Mais face à la diversité des méthodes disponibles pour réaliser ce bilan, une question se pose : quelle méthode choisir pour répondre efficacement aux obligations du BEGES ? Deux standards dominent le paysage : le Bilan Carbone®, méthode française portée par l’Association pour la transition Bas Carbone (ABC), et le GHG Protocol, référentiel international développé par le World Resources Institute (WRI) et le World Business Council for Sustainable Development (WBCSD). Bien qu’ils poursuivent le même objectif, mesurer pour mieux réduire, leurs approches diffèrent sur plusieurs points clés.
Alors, quels critères prendre en compte pour choisir une méthode de comptabilisation des émissions de GES ? Le Bilan Carbone® et le GHG Protocol permettent-ils tous deux de répondre aux exigences du BEGES réglementaire ? Et surtout, comment s’y retrouver entre une méthode française pensée pour la transition bas carbone et un standard international conçu pour le reporting ? Cet article vous aide à faire le bon choix selon votre contexte et vos obligations.
Mesurer pour agir. C’est le principe fondateur du BEGES, le Bilan d’Émissions de Gaz à Effet de Serre, instauré par le Code de l’environnement (article L. 229-25). Ce dispositif impose à certaines organisations françaises de quantifier leurs émissions de GES, afin de structurer une stratégie de réduction. Une étape incontournable pour toute entité, engagée ou contrainte, dans la transition bas carbone.

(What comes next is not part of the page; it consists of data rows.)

use toy16_asm::encoder::encode_statement;
use toy16_asm::{EncodeError, ErrorKind, SymbolTable};

fn enc(mnemonic: &str, ops: &[&str]) -> Result<u16, EncodeError> {
    let ops: Vec<String> = ops.iter().map(|s| s.to_string()).collect();
    encode_statement(mnemonic, &ops, &SymbolTable::new())
}

#[test]
fn loadi_packs_rd_and_imm() {
    for rd in 0..8u16 {
        for imm in [0u16, 1, 31, 63] {
            let w = enc("LOADI", &[format!("R{rd}").as_str(), imm.to_string().as_str()]).unwrap();
            assert_eq!(w, (rd << 9) | imm);
        }
    }
}

#[test]
fn add_drops_rs2() {
    for rd in 0..8u16 {
        for rs1 in 0..8u16 {
            let a = enc("ADD", &[format!("R{rd}").as_str(), format!("R{rs1}").as_str(), "R0"]).unwrap();
            let b = enc("ADD", &[format!("R{rd}").as_str(), format!("R{rs1}").as_str(), "R7"]).unwrap();
            assert_eq!(a, b);
            assert_eq!(a >> 12, 0x1);
            assert_eq!((a >> 9) & 7, rs1);
            assert_eq!((a >> 6) & 7, rd);
            assert_eq!(a & 0x3F, 0);
        }
    }
}

#[test]
fn three_register_ops() {
    assert_eq!(enc("SUB", &["R3", "R5", "R1"]).unwrap(), 0x2000 | (5 << 9) | (3 << 6));
    // MUL shares JZ's nibble
    assert_eq!(enc("MUL", &["R1", "R2", "R3"]).unwrap(), 0xD000 | (2 << 9) | (1 << 6));
}

#[test]
fn memory_and_jumps() {
    assert_eq!(enc("STORE", &["R2", "[10]"]).unwrap(), 0x6000 | (2 << 9) | 10);
    assert_eq!(enc("LOAD", &["R7", "0x3F"]).unwrap(), 0x7000 | (7 << 9) | 63);
    assert_eq!(enc("JUMP", &["0b101"]).unwrap(), 0xC005);
    assert_eq!(enc("JZ", &["R1", "4"]).unwrap(), 0xD000 | (1 << 9) | 4);
    assert_eq!(enc("JNZ", &["R1", "4"]).unwrap(), 0xE000 | (1 << 9) | 4);
}

#[test]
fn stack_and_fixed_words() {
    assert_eq!(enc("PUSH", &["R5"]).unwrap(), 0xE000 | (5 << 9));
    assert_eq!(enc("POP", &["R5"]).unwrap(), 0xE000 | (5 << 6));
    assert_eq!(enc("HALT", &[]).unwrap(), 0xF000);
    assert_eq!(enc("RETI", &[]).unwrap(), 0xF001);
}

#[test]
fn registers_are_case_insensitive() {
    assert_eq!(enc("LOADI", &["r3", "1"]).unwrap(), enc("LOADI", &["R3", "1"]).unwrap());
}

#[test]
fn range_error_names_value_and_bound() {
    let err = enc("LOADI", &["R0", "64"]).unwrap_err();
    assert_eq!(err, EncodeError::Range { value: 64, max: 63 });
    assert_eq!(err.kind(), ErrorKind::Range);
    let msg = err.to_string();
    assert!(msg.contains("64") && msg.contains("63"), "{msg}");

    assert!(matches!(enc("JUMP", &["-1"]), Err(EncodeError::Range { value: -1, .. })));
    assert!(matches!(enc("STORE", &["R0", "[0x40]"]), Err(EncodeError::Range { value: 64, .. })));
}

#[test]
fn known_but_unimplemented_vs_unknown() {
    for m in ["AND", "OR", "XOR", "SHL", "SHR", "MOV", "CMP", "NOT", "DIV", "IN", "OUT"] {
        let err = enc(m, &["R0", "R1", "R2"]).unwrap_err();
        assert_eq!(err, EncodeError::NotImplemented(m.to_string()));
        assert_eq!(err.kind(), ErrorKind::NotImplemented);
    }
    let err = enc("FOO", &["R0"]).unwrap_err();
    assert_eq!(err, EncodeError::UnknownInstruction("FOO".into()));
    assert_eq!(err.kind(), ErrorKind::UnknownInstruction);
    assert!(err.to_string().contains("FOO"));
}

#[test]
fn signs_inside_prefixed_literals_are_malformed() {
    for tok in ["-0x-5", "0x+1F", "0b-1"] {
        assert_eq!(
            enc("LOADI", &["R0", tok]),
            Err(EncodeError::MalformedOperand(tok.to_string()))
        );
    }
    assert_eq!(enc("LOADI", &["R0", "-0x5"]), Err(EncodeError::Range { value: -5, max: 63 }));
}

#[test]
fn operand_errors() {
    assert!(matches!(enc("LOADI", &["R0"]), Err(EncodeError::MissingOperand { index: 2, .. })));
    assert!(matches!(enc("HALT", &["R0"]), Err(EncodeError::UnexpectedOperand { found: 1, .. })));
    assert!(matches!(enc("PUSH", &["5"]), Err(EncodeError::ExpectedRegister(_))));
    assert!(matches!(enc("LOADI", &["R0", "R1"]), Err(EncodeError::ExpectedValue(_))));
    assert!(matches!(enc("LOADI", &["R9", "1"]), Err(EncodeError::ExpectedRegister(_))));
    assert!(matches!(enc("JZ", &["R1", "later"]), Err(EncodeError::UndefinedLabel(_))));
    assert!(matches!(enc("JUMP", &["0xZZ"]), Err(EncodeError::MalformedOperand(_))));
    for e in [enc("LOADI", &["R0"]), enc("JUMP", &["nowhere"])] {
        assert_eq!(e.unwrap_err().kind(), ErrorKind::Operand);
    }
}

#[test]
fn label_operands_use_bound_address() {
    let mut syms = SymbolTable::new();
    syms.bind("data", 40, 1).unwrap();
    let ops = vec!["R1".to_string(), "data".to_string()];
    assert_eq!(encode_statement("LOAD", &ops, &syms).unwrap(), 0x7000 | (1 << 9) | 40);
}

Le BEGES ne s’adresse pas à toutes les structures, mais à celles dont l’impact potentiel sur le climat est jugé significatif. Sont tenus de le réaliser :
L’objectif est clair : réduire les émissions directes et indirectes de gaz à effet de serre liées aux activités de l’organisation. Mais au-delà du simple inventaire, le BEGES doit s’accompagner d’un plan de transition, détaillant les actions prévues pour diminuer ces émissions dans les années à venir, ainsi que les résultats obtenus depuis le précédent bilan.

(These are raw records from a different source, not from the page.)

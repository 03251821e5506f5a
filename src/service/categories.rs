use sqlx::{SqliteConnection, SqliteExecutor};
use tracing::info;

use crate::db::models::{DbCategory, UserId};
use crate::db::owned::Owner;
use crate::db::sqlite::SqlitePool;
use crate::error::VaultError;
use crate::types::requests::{CreateCategory, RenameCategory, non_empty};

/// Seeded for every new account, inside the registration transaction.
pub const DEFAULT_CATEGORIES: [&str; 4] =
    ["Social Media", "Entertainment", "Communication", "Education"];

const NAME_TAKEN: &str = "Category name already exists.";
const NOT_FOUND: &str = "Category not found or access denied.";

#[derive(Clone)]
pub struct CategoryStore {
    pool: SqlitePool,
}

impl CategoryStore {
    pub fn new(pool: SqlitePool) -> Self {
        Self { pool }
    }

    pub async fn list(&self, owner: Owner) -> Result<Vec<DbCategory>, VaultError> {
        let rows = sqlx::query_as::<_, DbCategory>(
            "SELECT id, user_id, category_name FROM categories
             WHERE user_id = ? ORDER BY category_name ASC",
        )
        .bind(owner.user_id())
        .fetch_all(&self.pool)
        .await?;
        Ok(rows)
    }

    pub async fn create(&self, owner: Owner, req: CreateCategory) -> Result<DbCategory, VaultError> {
        let Some(name) = non_empty(req.category_name) else {
            return Err(VaultError::Validation(
                "Unable to create category. Category name is required.".into(),
            ));
        };

        if self.name_taken(owner, &name, None).await? {
            return Err(VaultError::Conflict(NAME_TAKEN.into()));
        }

        let done = sqlx::query("INSERT INTO categories (user_id, category_name) VALUES (?, ?)")
            .bind(owner.user_id())
            .bind(&name)
            .execute(&self.pool)
            .await
            .map_err(|e| VaultError::on_unique_violation(e, NAME_TAKEN))?;

        let id = done.last_insert_rowid();
        info!(user_id = owner.user_id().0, category_id = id, "category created");
        Ok(DbCategory {
            id,
            user_id: owner.user_id(),
            category_name: name,
        })
    }

    pub async fn rename(&self, owner: Owner, req: RenameCategory) -> Result<DbCategory, VaultError> {
        let (Some(id), Some(name)) = (req.id, non_empty(req.category_name)) else {
            return Err(VaultError::Validation(
                "Unable to update category. Required fields are missing.".into(),
            ));
        };

        if !owner.owns::<DbCategory>(&self.pool, id).await? {
            return Err(VaultError::NotFound(NOT_FOUND.into()));
        }
        if self.name_taken(owner, &name, Some(id)).await? {
            return Err(VaultError::Conflict(NAME_TAKEN.into()));
        }

        sqlx::query("UPDATE categories SET category_name = ? WHERE id = ? AND user_id = ?")
            .bind(&name)
            .bind(id)
            .bind(owner.user_id())
            .execute(&self.pool)
            .await
            .map_err(|e| VaultError::on_unique_violation(e, NAME_TAKEN))?;

        info!(user_id = owner.user_id().0, category_id = id, "category renamed");
        Ok(DbCategory {
            id,
            user_id: owner.user_id(),
            category_name: name,
        })
    }

    /// Credentials filed under the category stay, with their category cleared.
    pub async fn delete(&self, owner: Owner, id: Option<i64>) -> Result<(), VaultError> {
        let Some(id) = id else {
            return Err(VaultError::Validation(
                "Unable to delete category. Category ID is required.".into(),
            ));
        };

        let mut tx = self.pool.begin().await?;
        if !owner.owns::<DbCategory>(&mut *tx, id).await? {
            return Err(VaultError::NotFound(NOT_FOUND.into()));
        }

        let detached = sqlx::query(
            "UPDATE passwords SET category_id = NULL WHERE category_id = ? AND user_id = ?",
        )
        .bind(id)
        .bind(owner.user_id())
        .execute(&mut *tx)
        .await?
        .rows_affected();

        owner.delete::<DbCategory>(&mut *tx, id).await?;
        tx.commit().await?;

        info!(
            user_id = owner.user_id().0,
            category_id = id,
            detached,
            "category deleted"
        );
        Ok(())
    }

    /// Runs on `exec` so callers can check inside their own transaction.
    pub async fn exists<'e>(
        &self,
        exec: impl SqliteExecutor<'e>,
        owner: Owner,
        id: i64,
    ) -> Result<bool, VaultError> {
        Ok(owner.owns::<DbCategory>(exec, id).await?)
    }

    async fn name_taken(
        &self,
        owner: Owner,
        name: &str,
        except: Option<i64>,
    ) -> Result<bool, VaultError> {
        let found: Option<i64> = sqlx::query_scalar(
            "SELECT id FROM categories
             WHERE user_id = ? AND category_name = ? AND (? IS NULL OR id <> ?)
             LIMIT 1",
        )
        .bind(owner.user_id())
        .bind(name)
        .bind(except)
        .bind(except)
        .fetch_optional(&self.pool)
        .await?;
        Ok(found.is_some())
    }
}

pub async fn seed_defaults(conn: &mut SqliteConnection, user_id: UserId) -> Result<(), VaultError> {
    for name in DEFAULT_CATEGORIES {
        sqlx::query("INSERT INTO categories (user_id, category_name) VALUES (?, ?)")
            .bind(user_id)
            .bind(name)
            .execute(&mut *conn)
            .await?;
    }
    Ok(())
}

Le calendrier est fixé par la réglementation :
Une fois réalisé, le bilan doit être publié sur la plateforme officielle de l’ADEME. Il est destiné à plusieurs publics :
Le BEGES n’est pas une simple formalité. En cas de non-réalisation ou de non-publication, l’entreprise s’expose à une amende pouvant aller jusqu’à 50 000 euros. Et en cas de récidive, la sanction peut grimper à 100 000 euros.

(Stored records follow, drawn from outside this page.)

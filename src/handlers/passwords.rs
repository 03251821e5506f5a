use axum::{
    extract::{Query, State},
    http::StatusCode,
};

use crate::VaultError;
use crate::db::models::CredentialView;
use crate::middleware::{AuthUser, VaultJson};
use crate::router::VaultState;
use crate::types::envelope::{Envelope, Reply};
use crate::types::requests::{
    CategoryFilter, CreateCredential, IdQuery, UpdateCredential, parse_id,
};

/// GET /passwords[?category_id=]
pub async fn list_passwords(
    State(state): State<VaultState>,
    user: AuthUser,
    Query(filter): Query<CategoryFilter>,
) -> Result<Reply<Vec<CredentialView>>, VaultError> {
    let category_id = parse_id(filter.category_id.as_deref())?;
    let entries = state.credentials.list(user.owner(), category_id).await?;
    Ok(Envelope::data(entries).reply(StatusCode::OK))
}

/// POST /passwords
pub async fn create_password(
    State(state): State<VaultState>,
    user: AuthUser,
    VaultJson(req): VaultJson<CreateCredential>,
) -> Result<Reply<CredentialView>, VaultError> {
    let entry = state.credentials.create(user.owner(), req).await?;
    Ok(Envelope::data(entry)
        .with_message("Password entry created successfully.")
        .reply(StatusCode::CREATED))
}

/// PUT /passwords
pub async fn update_password(
    State(state): State<VaultState>,
    user: AuthUser,
    VaultJson(req): VaultJson<UpdateCredential>,
) -> Result<Reply<()>, VaultError> {
    state.credentials.update(user.owner(), req).await?;
    Ok(Envelope::message("Password entry updated successfully.").reply(StatusCode::OK))
}

/// DELETE /passwords?id=
pub async fn delete_password(
    State(state): State<VaultState>,
    user: AuthUser,
    Query(query): Query<IdQuery>,
) -> Result<Reply<()>, VaultError> {
    let id = parse_id(query.id.as_deref())?;
    state.credentials.delete(user.owner(), id).await?;
    Ok(Envelope::message("Password entry deleted successfully.").reply(StatusCode::OK))
}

Le Bilan Carbone® est né en France en 2004, sous l’impulsion de l’ADEME et de Jean-Marc Jancovici. Pensé comme un outil d’aide à la décision, il vise à accompagner les organisations dans leur transition bas carbone, en leur permettant de comprendre leurs émissions pour mieux les réduire. Depuis 2011, il est porté par l’Association pour la transition Bas Carbone (ABC), qui en assure la diffusion et l’évolution.
Le GHG Protocol, quant à lui, a été lancé en 2001 par deux poids lourds internationaux : le World Resources Institute (WRI) et le World Business Council for Sustainable Development (WBCSD). Son ambition est de standardiser le reporting des émissions de GES à l’échelle mondiale, en fournissant un cadre méthodologique robuste, compatible avec les exigences réglementaires et volontaires (CSRD, CDP, SBTi, TCFD…).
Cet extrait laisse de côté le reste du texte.